Main outcome measures: Thyroid function tests, measures of cognitive function and of psychological and physical wellbeing.
Results: 22 patients and 19 healthy controls completed the study. At baseline, patients' scores on 9 out of 15 psychological measures were impaired when compared with controls. Patients showed a significantly greater response to placebo than controls in 3 out of 15 psychological measures. Healthy participants had significantly lower scores for vitality when taking thyroxine compared to placebo (mean (SD) 60 (17) v 73 (16), P<0.01). However, patients' scores from psychological tests when taking thyroxine were no different from those when taking placebo except for a poorer performance on one visual reproduction test when taking thyroxine. Serum concentrations of free thyroxine increased and those of thyroid stimulating hormone decreased in patients and controls while they were taking thyroxine, confirming compliance with treatment. Although serum concentrations of free triiodothyronine increased in patients and controls taking thyroxine, the difference between the response to placebo and to thyroxine was significant only in the controls.
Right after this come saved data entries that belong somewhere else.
use crate::ray::Ray;
use glam::{Vec2, Vec3};

#[derive(Debug)]
pub struct Camera {
    center: Vec3,
    w: Vec3,
    u: Vec3,
    v: Vec3,
    focal_distance: f32,
    aspect: f32,
}

impl Camera {
    /// `fov` is the vertical field of view in degrees
    pub fn new(center: Vec3, direction: Vec3, up: Vec3, fov: f32, aspect: f32) -> Self {
        let w = direction.normalize();
        let u = w.cross(up).normalize();
        let v = u.cross(w);
        let focal_distance = 1.0 / f32::tan(fov.to_radians() / 2.0);

        Self {
            center,
            w,
            u,
            v,
            focal_distance,
            aspect,
        }
    }

    /// Ray through a point in normalized device coordinates, both axes in [-1, 1]
    pub fn generate_ray(&self, point: Vec2) -> Ray {
        let direction =
            point.x * self.aspect * self.u + point.y * self.v + self.focal_distance * self.w;

        Ray::new(self.center, direction.normalize())
    }

    pub fn t_min(&self) -> f32 {
        0.0
    }
}
use crate::ray::{Hit, Ray};
use glam::Vec3;
use serde::Deserialize;

// Reflect vector v around normal n
pub fn reflect(v: Vec3, n: Vec3) -> Vec3 {
    v - 2.0 * v.dot(n) * n
}

/// A Phong material. Shared between primitives through an `Arc`.
#[derive(Clone, Debug, Default, PartialEq, Deserialize)]
#[serde(deny_unknown_fields)]
pub struct Material {
    pub diffuse: Vec3,
    #[serde(default)]
    pub specular: Vec3,
    #[serde(default)]
    pub shininess: f32,
}

impl Material {
    #[cfg(test)]
    pub fn new(diffuse: Vec3, specular: Vec3, shininess: f32) -> Self {
        Self {
            diffuse,
            specular,
            shininess,
        }
    }

    /// Local contribution of a single unoccluded light at the hit.
    ///
    /// The specular lobe is taken around the mirror reflection of the incoming
    /// ray direction, so it expects `dir_to_light` to be normalized.
    pub fn shade(&self, ray: &Ray, hit: &Hit, dir_to_light: Vec3, light_intensity: Vec3) -> Vec3 {
        let n = hit.normal;
        let r = reflect(ray.direction, n);

        let diffuse = dir_to_light.dot(n).max(0.0) * light_intensity * self.diffuse;
        let specular =
            dir_to_light.dot(r).max(0.0).powf(self.shininess) * light_intensity * self.specular;

        diffuse + specular
    }
}
//! ZIP-based container (WACZ) support.
//!
//! [`WaczLoader`] orchestrates a single container: descriptor detection
//! (current JSON schema vs legacy YAML schema), page-index ingestion, and
//! either eager full-capture ingestion or lazy on-demand registration.
//! [`MultiWaczLoader`] handles the simpler multi-container manifest.

mod loader;
mod multi;
mod pages;

pub use loader::{ProgressFn, WaczConfig, WaczLoader};
pub use multi::{ManifestResource, MultiWaczLoader, MultiWaczManifest};
pub use pages::{PAGE_BATCH_SIZE, load_pages};

/// Current-schema package descriptor.
pub const DATAPACKAGE_JSON: &str = "datapackage.json";
/// Legacy-schema YAML descriptor.
pub const WEBARCHIVE_YAML: &str = "webarchive.yaml";
/// Canonical page index.
pub const MAIN_PAGES_JSONL: &str = "pages/pages.jsonl";
/// Optional extra/full-text page index; overrides the canonical one.
pub const EXTRA_PAGES_JSONL: &str = "pages/extraPages.jsonl";
/// Legacy CSV page list.
pub const PAGES_CSV: &str = "pages.csv";

/// Largest fully-buffered origin worth retaining for later direct reuse.
pub const MAX_FULL_DOWNLOAD_SIZE: u64 = 25_000_000;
Conclusions: Thyroxine was no more effective than placebo in improving cognitive function and psychological wellbeing in patients with symptoms of hypothyroidism but thyroid function tests within the reference range. Thyroxine did not improve cognitive function and psychological wellbeing in healthy participants.
What is already known on this topic
What is already known on this topic Recent anecdotal accounts suggest that patients with symptoms of hypothyroidism but who are biochemically euthyroid may benefit from thyroxine treatment
No controlled trials in this area have been reported
What this study adds
What this study adds This study suggests that thyroxine is no more effective than placebo in improving psychological and physical wellbeing in patients who show symptoms of being clinically hypothyroid but whose thyroid function tests are within the reference range
Thyroxine replacement did not improve psychological and physical wellbeing in healthy participants
Funding MAP received a scientific development scholarship from the Association of Clinical Biochemists.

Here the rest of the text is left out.